You could call it the "Big Mo" of 1970s basketball sets.
Yes, when you stop and think about it, the 1975 Topps hoops offering shares a number of similarities with Moses Malone (a.k.a. "Big Mo"), the 6-foot-10 power forward whose rookie card is also the centerpiece of the set.
Malone, for example, was the last ex-ABA player still competing in the NBA, while the 1975 Topps set is the final issue to showcase ABA cards before the renegade circuit merged with the NBA.
Also, both Malone and this mid-1970s set can lay claim to significant quantitative accomplishments. "The Chairman of the Boards" toiled in more combined seasons in the ABA and NBA (21) than any other player in basketball history, while this Topps issue harbors more cards (330) than any other 1970s hoops issue.
And finally, both Malone and this basketball offering have been overshadowed by their contemporaries.
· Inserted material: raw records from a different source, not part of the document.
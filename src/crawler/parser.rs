//! Site parsing
//!
//! Everything that depends on the target site's markup sits behind the
//! [`SiteParser`] trait. [`SelectorSite`] is the configuration-driven
//! implementation: CSS selectors for listing pages and an embedded JSON state
//! object for item pages.

use crate::config::SiteConfig;
use crate::crawler::fetcher::FetchedPage;
use crate::output::ItemFields;
use crate::state::Label;
use crate::{ConfigError, HarvestError};
use scraper::{Html, Selector};
use serde_json::{Map, Value};
use url::Url;

/// What a seed or listing page yields
#[derive(Debug, Clone, Default, PartialEq)]
pub struct ListingPage {
    /// Text of the result-count element, when present
    pub total: Option<String>,

    /// Absolute item URLs in document order
    pub item_links: Vec<Url>,

    /// Next listing page, when the site exposes one
    pub next_page: Option<Url>,
}

/// Site-specific page understanding
///
/// Implementations are called from worker tasks, so they must be shareable;
/// parsed documents never cross an await point.
pub trait SiteParser: Send + Sync {
    /// Classifies a start URL, or returns `None` when it is not on this site
    fn classify_start_url(&self, url: &Url) -> Option<Label>;

    /// Listing page every seed continues into
    fn continuation_url(&self) -> &Url;

    /// Extracts item links and pagination from a seed or listing page
    fn parse_listing(&self, page: &FetchedPage) -> ListingPage;

    /// Extracts the output fields from an item page
    ///
    /// `request_url` is the URL that was enqueued; the page itself may have
    /// been served from a redirect target.
    fn extract_item(
        &self,
        page: &FetchedPage,
        request_url: &str,
    ) -> Result<ItemFields, HarvestError>;
}

/// CSS-selector driven site parser
#[derive(Debug)]
pub struct SelectorSite {
    base_host: String,
    item_link: Selector,
    listing_count: Option<Selector>,
    next_page: Option<Selector>,
    continuation_url: Url,
    state_marker: String,
}

impl SelectorSite {
    /// Builds a parser from the `[site]` configuration section
    pub fn from_config(config: &SiteConfig) -> Result<Self, ConfigError> {
        let base = Url::parse(&config.base_url).map_err(|e| {
            ConfigError::InvalidUrl(format!("Invalid base-url '{}': {}", config.base_url, e))
        })?;
        let base_host = base
            .host_str()
            .ok_or_else(|| ConfigError::InvalidUrl(format!("base-url '{}' has no host", base)))?
            .to_string();

        let continuation_url = Url::parse(&config.continuation_url).map_err(|e| {
            ConfigError::InvalidUrl(format!(
                "Invalid continuation-url '{}': {}",
                config.continuation_url, e
            ))
        })?;

        Ok(Self {
            base_host,
            item_link: parse_selector(&config.item_link_selector)?,
            listing_count: config
                .listing_count_selector
                .as_deref()
                .map(parse_selector)
                .transpose()?,
            next_page: config
                .next_page_selector
                .as_deref()
                .map(parse_selector)
                .transpose()?,
            continuation_url,
            state_marker: config.state_marker.clone(),
        })
    }
}

fn parse_selector(selector: &str) -> Result<Selector, ConfigError> {
    Selector::parse(selector).map_err(|e| ConfigError::InvalidSelector {
        selector: selector.to_string(),
        message: format!("{:?}", e),
    })
}

impl SiteParser for SelectorSite {
    fn classify_start_url(&self, url: &Url) -> Option<Label> {
        if url.host_str() != Some(self.base_host.as_str()) {
            return None;
        }

        let has_numeric_segment = url
            .path_segments()
            .map(|mut segments| {
                segments.any(|s| !s.is_empty() && s.bytes().all(|b| b.is_ascii_digit()))
            })
            .unwrap_or(false);

        Some(if has_numeric_segment {
            Label::Item
        } else {
            Label::Seed
        })
    }

    fn parse_listing(&self, page: &FetchedPage) -> ListingPage {
        let document = Html::parse_document(&page.body);

        let total = self.listing_count.as_ref().and_then(|selector| {
            document.select(selector).next().and_then(|element| {
                let text = element.text().collect::<String>();
                text.split_whitespace().next().map(str::to_string)
            })
        });

        let item_links = document
            .select(&self.item_link)
            .filter_map(|element| element.value().attr("href"))
            .filter_map(|href| resolve_href(&page.url, href))
            .collect();

        let next_page = self.next_page.as_ref().and_then(|selector| {
            document
                .select(selector)
                .filter_map(|element| element.value().attr("href"))
                .find_map(|href| resolve_href(&page.url, href))
        });

        ListingPage {
            total,
            item_links,
            next_page,
        }
    }

    fn continuation_url(&self) -> &Url {
        &self.continuation_url
    }

    fn extract_item(
        &self,
        page: &FetchedPage,
        request_url: &str,
    ) -> Result<ItemFields, HarvestError> {
        let parse_error = |message: String| HarvestError::Parse {
            url: request_url.to_string(),
            message,
        };

        let state = extract_state_object(&page.body, &self.state_marker).ok_or_else(|| {
            parse_error(format!("no '{} = {{...}}' state object found", self.state_marker))
        })?;

        item_from_state(&state, request_url).map_err(parse_error)
    }
}

/// Resolves an anchor href against the page URL, keeping only http(s) targets
fn resolve_href(base: &Url, href: &str) -> Option<Url> {
    let href = href.trim();
    if href.is_empty() || href.starts_with('#') {
        return None;
    }

    let url = base.join(href).ok()?;
    let is_http = matches!(url.scheme(), "http" | "https");
    is_http.then_some(url)
}

/// Finds `<marker> = { ... }` in a page body and parses the object
///
/// Parsing stops at the end of the first complete JSON value, so trailing
/// script text after the object is ignored.
fn extract_state_object(body: &str, marker: &str) -> Option<Value> {
    body.match_indices(marker).find_map(|(index, _)| {
        let rest = body[index + marker.len()..].trim_start();
        let rest = rest.strip_prefix('=')?.trim_start();
        if !rest.starts_with('{') {
            return None;
        }

        serde_json::Deserializer::from_str(rest)
            .into_iter::<Value>()
            .next()?
            .ok()
            .filter(Value::is_object)
    })
}

/// Maps the embedded page state to output fields
fn item_from_state(state: &Value, url: &str) -> Result<ItemFields, String> {
    let view = state
        .get("viewData")
        .ok_or_else(|| "missing viewData".to_string())?;

    let item_id = view
        .get("id")
        .and_then(value_to_key)
        .ok_or_else(|| "missing viewData.id".to_string())?;

    let colors = lookup_map(view, &["filters", "color", "byId"])?;
    let sizes_by_id = lookup_map(view, &["filters", "size", "byId"])?;
    let skus = lookup_map(view, &["skus", "byId"])?;

    let mut sizes = Vec::with_capacity(skus.len());
    let mut color = String::new();
    let mut price = String::new();

    for sku in ordered_values(skus) {
        sizes.push(display_value(sizes_by_id, sku.get("sizeId"), "size")?);
        color = display_value(colors, sku.get("colorId"), "color")?;
        price = sku.get("price").and_then(value_to_key).unwrap_or_default();
    }

    Ok(ItemFields {
        url: url.to_string(),
        name: view
            .get("productName")
            .and_then(Value::as_str)
            .map(str::to_string),
        description: view
            .get("description")
            .and_then(Value::as_str)
            .map(str::to_string),
        item_id,
        color,
        sizes,
        price,
    })
}

fn lookup_map<'a>(value: &'a Value, path: &[&str]) -> Result<&'a Map<String, Value>, String> {
    path.iter()
        .try_fold(value, |current, key| current.get(*key))
        .and_then(Value::as_object)
        .ok_or_else(|| format!("missing viewData.{}", path.join(".")))
}

/// Looks up `map[id].displayValue`
fn display_value(
    map: &Map<String, Value>,
    id: Option<&Value>,
    what: &str,
) -> Result<String, String> {
    let key = id
        .and_then(value_to_key)
        .ok_or_else(|| format!("sku without {}Id", what))?;

    map.get(&key)
        .and_then(|entry| entry.get("displayValue"))
        .and_then(value_to_key)
        .ok_or_else(|| format!("unknown {} id '{}'", what, key))
}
Despite a resume that boasts three NBA MVP awards, Malone is rarely mentioned as one of the best players of the last 40 years. Similarly, the 1975 Topps Basketball set is one of the least talked-about hardcourt issues of the 1970s.
As noted, the "Big Mo" of basketball sets features 330 standard-size cards. Its first 220 pasteboards focus on the NBA, while cards #221 to #330 are devoted to the ABA.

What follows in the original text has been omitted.